Il n'est pas facile pour un poisson de communiquer en toutes circonstances, mais encore plus difficile pour ceux qui sont actifs la nuit. Un poisson d'Afrique de l'Ouest connu sous le nom de bébé baleine (Brienomyrus brachyistius) a trouvé une solution choquante au dilemme : il produit des impulsions électriques à partir d'un petit organe à la base de sa queue. Les impulsions lui permettent de communiquer des informations sur son espèce, son sexe et ses intentions aux autres membres de son espèce. Ils aident également le bébé baleine à trouver son chemin dans l'obscurité.

Les impulsions lui permettent de communiquer des informations sur son espèce, son sexe et ses intentions aux autres membres de son espèce.

La stratégie

L'utilisation de l'électricité de cette manière présente cependant deux inconvénients potentiels. Premièrement, les prédateurs capables de détecter les impulsions électriques pourraient utiliser les signaux comme moyen de se concentrer sur un repas. Deuxièmement, si trop de poissons « parlent d'électricité » en même temps, les messages pourraient interférer les uns avec les autres, comme ils le font pour les humains dans un bar bondé ou une salle de fête. Pour contrer ces complications potentielles, le bébé baleine a développé un moyen de créer des impulsions électriques faibles et extrêmement rapides qui ne durent que quelques millièmes de seconde. Ces brefs blips (écoutez-les ici) sont plus difficiles à détecter pour les prédateurs que les plus longs. Ils réduisent également la probabilité que les messages envoyés se perdent dans un tas de buzz générés par d'autres membres de l'espèce.
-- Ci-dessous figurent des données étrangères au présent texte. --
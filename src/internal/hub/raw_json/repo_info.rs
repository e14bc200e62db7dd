use chrono::{DateTime, FixedOffset};
use serde::Deserialize;

/// `api/{type}/{repo_id}/revision/{revision}?blobs=true` 的原始响应
#[derive(Debug, Clone, Deserialize)]
#[serde(rename_all = "camelCase")]
pub struct RepoInfo {
    /// 仓库标识，部分镜像不返回
    #[serde(default)]
    pub id: Option<String>,
    /// 解析出的提交哈希
    #[serde(default)]
    pub sha: Option<String>,
    #[serde(default)]
    pub last_modified: Option<DateTime<FixedOffset>>,
    #[serde(default)]
    pub siblings: Vec<Sibling>,
}

/// 仓库中的单个文件
#[derive(Debug, Clone, Deserialize)]
#[serde(rename_all = "camelCase")]
pub struct Sibling {
    /// 相对仓库根目录的文件路径，以 `/` 分隔
    pub rfilename: String,
    #[serde(default)]
    pub size: Option<u64>,
    /// git blob 哈希；LFS 文件以 lfs.sha256 为准
    #[serde(default)]
    pub blob_id: Option<String>,
    #[serde(default)]
    pub lfs: Option<LfsInfo>,
}

#[derive(Debug, Clone, Deserialize)]
#[serde(rename_all = "camelCase")]
pub struct LfsInfo {
    pub sha256: String,
    pub size: u64,
}
//! 获取流程：目录准备、委托传输、结果转换。传输协作者用内存实现替代。

use std::sync::{Arc, Mutex};

use async_trait::async_trait;
use tempfile::TempDir;

use crate::fetcher::{
    AssetFetcher, FetchError, FetchOutcome, FetchRequest, SnapshotSummary, SnapshotTransfer,
    TransferError,
};

/// 记录收到的请求，并按预设返回成功或失败
#[derive(Default)]
struct FakeTransfer {
    fail_with: Option<String>,
    calls: Mutex<Vec<FetchRequest>>,
}

impl FakeTransfer {
    fn failing(message: &str) -> Self {
        Self {
            fail_with: Some(message.to_string()),
            ..Default::default()
        }
    }

    fn calls(&self) -> Vec<FetchRequest> {
        self.calls.lock().unwrap().clone()
    }
}

#[async_trait]
impl SnapshotTransfer for FakeTransfer {
    async fn retrieve_snapshot(
        &self,
        request: &FetchRequest,
    ) -> Result<SnapshotSummary, TransferError> {
        self.calls.lock().unwrap().push(request.clone());
        // 调用时目标目录必须已经存在
        assert!(request.destination_path.is_dir());
        match &self.fail_with {
            Some(message) => Err(TransferError::Other(message.clone())),
            None => Ok(SnapshotSummary {
                revision_sha: "abc".into(),
                files_total: 1,
                files_downloaded: 1,
                bytes_downloaded: 4,
                ..Default::default()
            }),
        }
    }
}

#[tokio::test]
async fn success_reports_destination() {
    let dir = TempDir::new().unwrap();
    let dest = dir.path().join("models").join("CogVideoX-5b-I2V");
    let request = FetchRequest::new("THUDM/CogVideoX-5b-I2V", &dest);
    let fetcher = AssetFetcher::new(FakeTransfer::default());

    let outcome = fetcher.fetch(&request).await;

    assert_eq!(outcome, FetchOutcome::Success { local_path: dest.clone() });
    assert!(dest.is_dir());
    // 请求原样传给协作者，且只调用一次
    assert_eq!(fetcher.transfer().calls(), vec![request]);
}

#[tokio::test]
async fn transfer_failure_becomes_failure_outcome() {
    let dir = TempDir::new().unwrap();
    let dest = dir.path().join("models");
    let fetcher = AssetFetcher::new(FakeTransfer::failing("connection reset by peer"));

    let outcome = fetcher
        .fetch(&FetchRequest::new("THUDM/CogVideoX-5b-I2V", &dest))
        .await;

    assert!(!outcome.is_success());
    assert!(outcome
        .error_message()
        .unwrap()
        .contains("connection reset by peer"));
    // 目录在失败前已经创建，不会被清理
    assert!(dest.is_dir());
    assert_eq!(fetcher.transfer().calls().len(), 1);
}

#[tokio::test]
async fn existing_directory_is_fine() {
    let dir = TempDir::new().unwrap();
    std::fs::write(dir.path().join("keep.txt"), b"keep").unwrap();
    let fetcher = AssetFetcher::new(FakeTransfer::default());
    let request = FetchRequest::new("org/name", dir.path());

    let first = fetcher.fetch(&request).await;
    let second = fetcher.fetch(&request).await;

    assert!(first.is_success());
    assert_eq!(first, second);
    assert!(dir.path().join("keep.txt").exists());
    assert_eq!(fetcher.transfer().calls().len(), 2);
}

#[tokio::test]
async fn uncreatable_directory_skips_transfer() {
    let dir = TempDir::new().unwrap();
    let blocker = dir.path().join("blocker");
    std::fs::write(&blocker, b"not a directory").unwrap();
    let fetcher = AssetFetcher::new(FakeTransfer::default());
    let request = FetchRequest::new("org/name", blocker.join("models"));

    let err = fetcher.try_fetch(&request).await.unwrap_err();
    assert!(matches!(err, FetchError::DirectoryCreation { .. }), "{err:?}");

    let outcome = fetcher.fetch(&request).await;
    assert!(!outcome.is_success());
    assert!(fetcher.transfer().calls().is_empty());
}

#[tokio::test]
async fn invalid_request_skips_transfer() {
    let dir = TempDir::new().unwrap();
    let fetcher = AssetFetcher::new(FakeTransfer::default());

    let outcome = fetcher.fetch(&FetchRequest::new("  ", dir.path())).await;

    assert!(!outcome.is_success());
    assert!(fetcher.transfer().calls().is_empty());
}

#[tokio::test]
async fn shared_transfer_through_arc() {
    let dir = TempDir::new().unwrap();
    let transfer = Arc::new(FakeTransfer::default());
    let fetcher = AssetFetcher::new(Arc::clone(&transfer));

    let outcome = fetcher.fetch(&FetchRequest::new("org/name", dir.path())).await;

    assert!(outcome.is_success());
    assert_eq!(transfer.calls().len(), 1);
}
Le secret des bips rapides réside dans de minuscules tunnels appelés canaux potassiques que l'on trouve dans les cellules nerveuses du monde animal. UN , KCNA7, joue le rôle de gardien pour ces cellules, permettant par intermittence aux particules chargées de conduire les signaux nerveux. Le bébé baleine crée ses bips électriques ultra-rapides en ouvrant et en fermant les canaux potassiques dans les petites cellules en forme de plaque qui composent son organe électrique. La rapidité incroyable avec laquelle il le fait est due à une variation de son KCNA7, qui a une charge négative qui lui permet d'ouvrir et de fermer le canal potassique beaucoup plus rapidement que ce qui est caractéristique des autres animaux.

Le potentiel

Les chercheurs ont déjà noté l'intérêt de connaître ce mécanisme pour comprendre et potentiellement corriger les problèmes de fonctionnement cérébral et musculaire chez l'homme qui résultent de canaux potassiques trop sensibles ou pas assez sensibles, notamment l'épilepsie, les migraines et les troubles musculaires. La capacité d'affiner les canaux potassiques à l'échelle d'une fraction de milliseconde pourrait fournir des informations précieuses pour les efforts visant à développer des interrupteurs marche-arrêt extrêmement rapides à utiliser également dans l'électronique ou d'autres innovations non biologiques.